Os isolados do sul do Amazonas estão na área de influência das rodovias Transamazônica e BR-319, essa última em fase de licenciamento para construção da pavimentação de asfalto. Para o MPF, as intenções do governo federal de integrar as rodovias à malha viária nessa região da Amazônia —que inclui ainda a construção de novas vias projetadas— já provoca impactos significativos, como a derrubada da floresta para aberturas de novas propriedades agrícolas.
Um estudo realizado pelo Instituto Socioambiental e a Universidade Federal de Minas Gerais (UFMG)aponta que se nada for feito, o desmatamento na TI poderá acumular 269.974 hectares devastados entre 2022 a 2039.
Recordes de desmatamento
A Rodovia Transamazônica, no trecho entre Humaitá (margem esquerda do rio Madeira) e Lábrea (beira do rio Purus) corta territórios de povos isolados desde o início dos anos 1970. É por essa região que o chamado arco do desmatamento avança na direção de áreas ainda preservadas. Só no ano passado, sete municípios do Sul do Amazonas, onde estão os Katawixi, concentraram 83% de todo o desmatamento do estado. Esse índice, colocou o Amazonas pela primeira vez como segundo mais desmatado na Amazônia Legal —posição historicamente ocupada pelo Mato Grosso. O Pará segue em primeiro como o que mais desmata.
Parte da TI está em Lábrea, que é o 4º município mais desmatado da Amazônia Legal, e que já perdeu mais de 300 mil hectares para abertura de plantações de soja e criação de gado. Entre 2020 e 2021, o desmatamento aumentou 40% em Lábrea. Outra parte da área ocupada pelos isolados está em Canutama. Lá, o desmatamento aumentou mais de 80% nesse período.
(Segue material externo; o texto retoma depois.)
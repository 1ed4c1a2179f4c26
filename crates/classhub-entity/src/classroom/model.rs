//! Classroom entity model.

use serde::{Deserialize, Serialize};
use sqlx::FromRow;

use crate::schema::{EntitySchema, FieldKind, FieldSpec, UpdatePolicy};

/// A section of a course, identified by a unique class code.
#[derive(Debug, Clone, PartialEq, Serialize, Deserialize, FromRow)]
pub struct Classroom {
    /// Surrogate key.
    pub id: i64,
    /// Unique join code.
    pub class_code: String,
    /// Course this section belongs to.
    pub course_code: String,
    /// Instructor contact.
    pub email: Option<String>,
    pub faculty_initial: Option<String>,
    pub section: Option<String>,
    pub semester: Option<String>,
}

impl Classroom {
    /// Updatable surface of the `classroom` table.
    ///
    /// Classroom updates accept any key; the listed fields only fix ordering
    /// and coercion for the columns that are known.
    pub const SCHEMA: EntitySchema = EntitySchema {
        entity: "classroom",
        table: "classroom",
        key: "class_code",
        fields: &[
            FieldSpec::required("course_code", FieldKind::Text),
            FieldSpec::optional("email", FieldKind::Text),
            FieldSpec::optional("faculty_initial", FieldKind::Text),
            FieldSpec::optional("section", FieldKind::Text),
            FieldSpec::optional("semester", FieldKind::Text),
        ],
        read_only: &["id"],
        update_policy: UpdatePolicy::AcceptAnyField,
    };
}

/// Validated input for inserting a classroom.
#[derive(Debug, Clone, Serialize, Deserialize)]
pub struct NewClassroom {
    pub class_code: String,
    pub course_code: String,
    pub email: Option<String>,
    pub faculty_initial: Option<String>,
    pub section: Option<String>,
    pub semester: Option<String>,
}
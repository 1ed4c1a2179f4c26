//! Class resource repository implementation.

use async_trait::async_trait;
use sqlx::PgPool;

use classhub_core::result::AppResult;
use classhub_entity::{ClassResource, NewClassResource};

use crate::error::{Reference, map_read_error, map_write_error};
use crate::store::ClassResourceStore;

/// Repository for links posted to classrooms.
#[derive(Debug, Clone)]
pub struct ClassResourceRepository {
    pool: PgPool,
}

impl ClassResourceRepository {
    /// Create a new class resource repository.
    pub fn new(pool: PgPool) -> Self {
        Self { pool }
    }
}

#[async_trait]
impl ClassResourceStore for ClassResourceRepository {
    async fn find_all(&self) -> AppResult<Vec<ClassResource>> {
        sqlx::query_as::<_, ClassResource>("SELECT * FROM class_resources ORDER BY id")
            .fetch_all(&self.pool)
            .await
            .map_err(|e| map_read_error(e, "list class resources"))
    }

    async fn find_by_class(&self, class_code: &str) -> AppResult<Vec<ClassResource>> {
        sqlx::query_as::<_, ClassResource>(
            "SELECT * FROM class_resources WHERE class_code = $1 ORDER BY id",
        )
        .bind(class_code)
        .fetch_all(&self.pool)
        .await
        .map_err(|e| map_read_error(e, "list class resources by class"))
    }

    async fn create(&self, data: &NewClassResource) -> AppResult<ClassResource> {
        sqlx::query_as::<_, ClassResource>(
            "INSERT INTO class_resources (class_code, course_code, description, type, link) \
             VALUES ($1, $2, $3, $4, $5) RETURNING *",
        )
        .bind(&data.class_code)
        .bind(&data.course_code)
        .bind(&data.description)
        .bind(&data.kind)
        .bind(&data.link)
        .fetch_one(&self.pool)
        .await
        .map_err(|e| {
            map_write_error(
                e,
                "create class resource",
                "Class resource already exists",
                Some(Reference {
                    entity: "classroom",
                    key: &data.class_code,
                }),
            )
        })
    }

    async fn delete(&self, id: i64) -> AppResult<u64> {
        sqlx::query("DELETE FROM class_resources WHERE id = $1")
            .bind(id)
            .execute(&self.pool)
            .await
            .map(|r| r.rows_affected())
            .map_err(|e| map_read_error(e, "delete class resource"))
    }
}
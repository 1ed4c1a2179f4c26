//! JSON body extractor whose rejections use the API error format.

use axum::Json;
use axum::extract::rejection::JsonRejection;
use axum::extract::{FromRequest, Request};

use classhub_core::error::AppError;

use crate::error::ApiError;

/// Like [`axum::Json`], but a missing, malformed, or mistyped body is a
/// 400 validation error in the standard error body.
#[derive(Debug, Clone)]
pub struct JsonBody<T>(pub T);

impl<S, T> FromRequest<S> for JsonBody<T>
where
    Json<T>: FromRequest<S, Rejection = JsonRejection>,
    S: Send + Sync,
{
    type Rejection = ApiError;

    async fn from_request(req: Request, state: &S) -> Result<Self, Self::Rejection> {
        match Json::<T>::from_request(req, state).await {
            Ok(Json(value)) => Ok(Self(value)),
            Err(rejection) => Err(ApiError(AppError::validation(rejection.body_text()))),
        }
    }
}
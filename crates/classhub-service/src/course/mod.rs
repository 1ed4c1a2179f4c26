//! Course catalog management.

pub mod service;

pub use service::{CourseService, CourseUpdate, CreateCourseRequest};
//! # classhub-api
//!
//! HTTP API layer for ClassHub built on Axum.
//!
//! Provides the catalog endpoints, the authentication gate (bearer token
//! verification) and role gates as middleware, extractors, DTOs, and the
//! mapping from application errors to HTTP responses.

pub mod app;
pub mod dto;
pub mod error;
pub mod extractors;
pub mod handlers;
pub mod middleware;
pub mod router;
pub mod state;

pub use app::{build_app, run_server};
pub use error::{ApiError, ApiResult};
pub use state::AppState;
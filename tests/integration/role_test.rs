//! Integration tests for role queries, role gates, and user management.

mod helpers;

use axum::http::StatusCode;
use serde_json::json;

use classhub_entity::UserRole;

#[tokio::test]
async fn test_faculty_end_to_end() {
    let app = helpers::TestApp::new();
    let token = app.login_as("prof@univ.edu", UserRole::Faculty).await;

    let faculty = app
        .request("GET", "/users/faculty/prof@univ.edu", None, Some(&token))
        .await;
    assert_eq!(faculty.status, StatusCode::OK);
    assert_eq!(faculty.body, json!({ "faculty": true }));

    let admin = app
        .request("GET", "/users/admin/prof@univ.edu", None, Some(&token))
        .await;
    assert_eq!(admin.status, StatusCode::OK);
    assert_eq!(admin.body, json!({ "admin": false }));

    let gated = app.request("GET", "/users", None, Some(&token)).await;
    assert_eq!(gated.status, StatusCode::FORBIDDEN);
    assert_eq!(gated.body["message"], "forbidden access");
}

#[tokio::test]
async fn test_subject_mismatch_is_403_before_store_access() {
    let app = helpers::TestApp::new();
    let token = app.login_as("a@x.com", UserRole::Admin).await;
    app.seed_user("b@x.com", UserRole::Admin).await;
    app.store.reset_counters();

    for path in ["/users/admin/b@x.com", "/users/faculty/b@x.com"] {
        let response = app.request("GET", path, None, Some(&token)).await;
        assert_eq!(response.status, StatusCode::FORBIDDEN, "{path}");
    }
    assert_eq!(app.store.reads(), 0);
}

#[tokio::test]
async fn test_unknown_principal_has_no_role() {
    let app = helpers::TestApp::new();
    let token = app.token_for("ghost@univ.edu");

    let query = app
        .request("GET", "/users/admin/ghost@univ.edu", None, Some(&token))
        .await;
    assert_eq!(query.status, StatusCode::OK);
    assert_eq!(query.body, json!({ "admin": false }));

    let gated = app.request("GET", "/users", None, Some(&token)).await;
    assert_eq!(gated.status, StatusCode::FORBIDDEN);
}

#[tokio::test]
async fn test_role_lookup_failure_is_500_not_no() {
    let app = helpers::TestApp::new();
    let token = app.login_as("ada@univ.edu", UserRole::Admin).await;
    app.store.simulate_outage(true);

    let response = app
        .request("GET", "/users/admin/ada@univ.edu", None, Some(&token))
        .await;

    assert_eq!(response.status, StatusCode::INTERNAL_SERVER_ERROR);
    assert_eq!(response.body["error"], "INTERNAL_ERROR");
    assert_eq!(response.body["message"], "internal server error");
}

#[tokio::test]
async fn test_admin_lists_users() {
    let app = helpers::TestApp::new();
    let token = app.login_as("root@univ.edu", UserRole::Admin).await;
    app.seed_user("ada@univ.edu", UserRole::User).await;

    let response = app.request("GET", "/users", None, Some(&token)).await;

    assert_eq!(response.status, StatusCode::OK);
    assert_eq!(response.body.as_array().unwrap().len(), 2);
}

#[tokio::test]
async fn test_register_is_create_if_absent() {
    let app = helpers::TestApp::new();

    let created = app
        .request(
            "POST",
            "/users",
            Some(json!({ "name": "Ada", "email": "ada@univ.edu", "role": "admin" })),
            None,
        )
        .await;
    assert_eq!(created.status, StatusCode::CREATED);
    assert!(created.body["insertedId"].is_i64());
    assert_eq!(created.body["user"]["role"], "user");

    let again = app
        .request(
            "POST",
            "/users",
            Some(json!({ "email": "ada@univ.edu" })),
            None,
        )
        .await;
    assert_eq!(again.status, StatusCode::OK);
    assert_eq!(again.body["insertedId"], json!(null));
    assert_eq!(again.body["message"], "user already exists");
}

#[tokio::test]
async fn test_register_validates_email() {
    let app = helpers::TestApp::new();

    let missing = app
        .request("POST", "/users", Some(json!({ "name": "Ada" })), None)
        .await;
    assert_eq!(missing.status, StatusCode::BAD_REQUEST);
    assert_eq!(missing.body["details"]["fields"], json!(["email"]));

    let malformed = app
        .request("POST", "/users", Some(json!({ "email": "not-an-email" })), None)
        .await;
    assert_eq!(malformed.status, StatusCode::BAD_REQUEST);
    assert_eq!(malformed.body["details"]["field"], "email");
}

#[tokio::test]
async fn test_admin_updates_role() {
    let app = helpers::TestApp::new();
    let token = app.login_as("root@univ.edu", UserRole::Admin).await;
    let user = app.seed_user("ada@univ.edu", UserRole::User).await;
    let ada = app.token_for("ada@univ.edu");

    let response = app
        .request(
            "PATCH",
            &format!("/users/role/{}", user.id),
            Some(json!({ "role": "faculty" })),
            Some(&token),
        )
        .await;
    assert_eq!(response.status, StatusCode::OK);
    assert_eq!(response.body["role"], "faculty");

    let check = app
        .request("GET", "/users/faculty/ada@univ.edu", None, Some(&ada))
        .await;
    assert_eq!(check.body, json!({ "faculty": true }));
}

#[tokio::test]
async fn test_role_update_rejects_unknown_role_and_missing_user() {
    let app = helpers::TestApp::new();
    let token = app.login_as("root@univ.edu", UserRole::Admin).await;
    let user = app.seed_user("ada@univ.edu", UserRole::User).await;

    let unknown = app
        .request(
            "PATCH",
            &format!("/users/role/{}", user.id),
            Some(json!({ "role": "dean" })),
            Some(&token),
        )
        .await;
    assert_eq!(unknown.status, StatusCode::BAD_REQUEST);
    assert_eq!(unknown.body["details"]["field"], "role");

    let absent = app
        .request(
            "PATCH",
            "/users/role/9999",
            Some(json!({ "role": "faculty" })),
            Some(&token),
        )
        .await;
    assert_eq!(absent.status, StatusCode::NOT_FOUND);
}

#[tokio::test]
async fn test_admin_deletes_user() {
    let app = helpers::TestApp::new();
    let token = app.login_as("root@univ.edu", UserRole::Admin).await;
    let user = app.seed_user("ada@univ.edu", UserRole::User).await;
    let path = format!("/users/{}", user.id);

    let deleted = app.request("DELETE", &path, None, Some(&token)).await;
    assert_eq!(deleted.status, StatusCode::OK);

    let again = app.request("DELETE", &path, None, Some(&token)).await;
    assert_eq!(again.status, StatusCode::NOT_FOUND);
    assert_eq!(again.body["error"], "NOT_FOUND");
}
E a mesma tendência se repete nas demais cidades do entorno, como Humaitá, onde a área desmatada por ano quase dobrou, e em Porto Velho.
“Essa realidade exige, como medidas urgentes, ações de fiscalização e controle que sejam capazes de fazer cessar os ilícitos”, destacaram a Coordenação das Organizações Indígenas da Amazônia Brasileira (Coiab) e o Observatório dos Direitos Humanos dos Povos Indígenas Isolados e de Recente Contato (OPI), em relatório produzido em março deste ano e enviado às autoridades.
Novos grupos de isolados ignorados pela Funai
Os relatos de isolados na bacia do Purus são da década de 1970. Mas foi só em 2007 que a Funai abriu o registro de estudo da área para demarcação. No mesmo ano foi publicada a primeira portaria de restrição de uso, renovada sucessivas vezes até o ano passado.
Expedições na área já confirmaram a ocupação dos isolados em acampamentos abandonados, florestas “antrópicas”, pães-de-índio , varadouros entre outras marcas próprias desse grupo. Em 2011, uma equipe da Frente de Proteção Etnoambiental do rio Madeira avistou os isolados durante uma expedição.Além dos Katawixi, a Funai também tem ignorado a existência de um novo grupo de isolados vivendo nas proximidades do rio Purus, em Lábrea, segundo revelou o site O Joio e o Trigo, em fevereiro deste ano. O relatório de expedição que identificou o possível novo grupo pedia a restrição de uso em uma nova área próxima a TI Jacareúba-Katawixi, que segue sem manifestação do órgão indigenista.